Valve Springs come in a (variety) cornucopia of sizes, configurations. Some are single springs with dampeners, others incorporate an inner spring and become a double spring, and then there is the extreme or the “Triple Spring.” Straight springs or beehive springs are also another choice.
Spring pressure is the key element to determine which spring should be used for what application. The camshaft design plays an all important role in determining which spring you need for that application. Lift is the critical spec or element when matching valve springs to the camshaft. The more lift you have the greater the pressure needs to be. The application of drag racing versus roundy-round or oval track racing also plays a role. Street car versus track only must be considered. I say that only because unlike a race car where we can and will change out valve spring at the end of every race, for a street application we want the long life so those springs must deliver the durability we need. Nobody wants to change out the valve springs on the Sunday Hot Rod every time we take the hot rod out for a ride. The quality of the valve spring you choose is also very important, broken valve springs are a nightmare for engine builders, because when the spring breaks, the valve drops, it hits the piston, and KA-BLUEY………….our oil pan is now a device for holding all the little fragments that just disintegrated themselves by that valve spring failing, and our race day is over, or our Sunday ride is now…….sitting by the side of the road waiting for the tow truck.

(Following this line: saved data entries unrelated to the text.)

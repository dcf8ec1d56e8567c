//! Rate parameters
//!
//! The shared pricing configuration: unit rates and costs, the sales tax
//! percentage, the monthly processing fee, and the next policy number to
//! hand out. A single value is loaded at startup and passed by reference to
//! everything that prices or issues a policy.

use rust_decimal::Decimal;
use serde::{Deserialize, Serialize};

use core_kernel::{Money, PolicyNumber, Rate};
use crate::error::PolicyError;

/// Largest amount accepted for any unit rate, cost or fee
///
/// Keeps every premium computation within `Decimal` range for any car count.
pub const MAX_AMOUNT: Decimal = Decimal::from_parts(1_000_000_000, 0, 0, false, 0);

/// Pricing constants and the policy number sequence
#[derive(Debug, Clone, PartialEq, Eq, Serialize, Deserialize)]
pub struct RateParameters {
    /// Number assigned to the next policy written
    pub next_policy_number: PolicyNumber,
    /// Base premium per car
    pub basic_rate: Money,
    /// Fraction of the basic rate discounted per additional car (e.g. 0.25)
    pub discount_rate: Decimal,
    /// Extra liability coverage per car
    pub liability_cost: Money,
    /// Glass coverage per car
    pub glass_cost: Money,
    /// Loaner car coverage per car
    pub loaner_car_cost: Money,
    /// Sales tax on a 0-100 scale
    pub hst_rate: Decimal,
    /// Fee added when paying monthly
    pub processing_fee: Money,
}

impl RateParameters {
    /// Returns the sales tax as a rate
    pub fn hst(&self) -> Rate {
        Rate::from_percentage(self.hst_rate)
    }

    /// Returns a copy with the sequence advanced by exactly one
    ///
    /// Every other field passes through unchanged. Fails once the sequence
    /// has no numbers left.
    pub fn advance(&self) -> Result<Self, PolicyError> {
        Ok(Self {
            next_policy_number: self.next_policy_number.next()?,
            ..self.clone()
        })
    }

    /// Rejects amounts outside 0 to `MAX_AMOUNT`, a discount outside 0-1
    /// and a tax rate outside 0-100
    pub fn validate(&self) -> Result<(), PolicyError> {
        let amounts = [
            ("basic_rate", self.basic_rate),
            ("liability_cost", self.liability_cost),
            ("glass_cost", self.glass_cost),
            ("loaner_car_cost", self.loaner_car_cost),
            ("processing_fee", self.processing_fee),
        ];
        for (name, amount) in amounts {
            if amount.is_negative() {
                return Err(PolicyError::validation(format!("{name} must not be negative")));
            }
            if amount.amount() > MAX_AMOUNT {
                return Err(PolicyError::validation(format!(
                    "{name} must not exceed {MAX_AMOUNT}"
                )));
            }
        }
        if self.discount_rate < Decimal::ZERO || self.discount_rate > Decimal::ONE {
            return Err(PolicyError::validation("discount_rate must be between 0 and 1"));
        }
        if self.hst_rate < Decimal::ZERO || self.hst_rate > Decimal::ONE_HUNDRED {
            return Err(PolicyError::validation("hst_rate must be between 0 and 100"));
        }
        Ok(())
    }
}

Springs not only come in different lengths and pressures they also come in different diameters. Generally speaking when you increase the spring pressure you will also increase the diameter of the valve spring itself. Now the cylinder head may not be machined for this increase in diameter so you will need to machine the spring seat to accommodate the larger spring. Fixed tooling is available to machine the spring seat, or you can also get an adjustable spring seat cutter to perform this operation right on your seat and guide machine.
Certain procedures are required for all applications of all valve springs, regardless of what you choose for your particular application. All valves springs need to be measured for specific opened and closed heights. All valve spring need to be confirmed that the pressure is what the manufacture says it is. And all High performance valve springs should be pre-cycled prior to being installed on the cylinder head.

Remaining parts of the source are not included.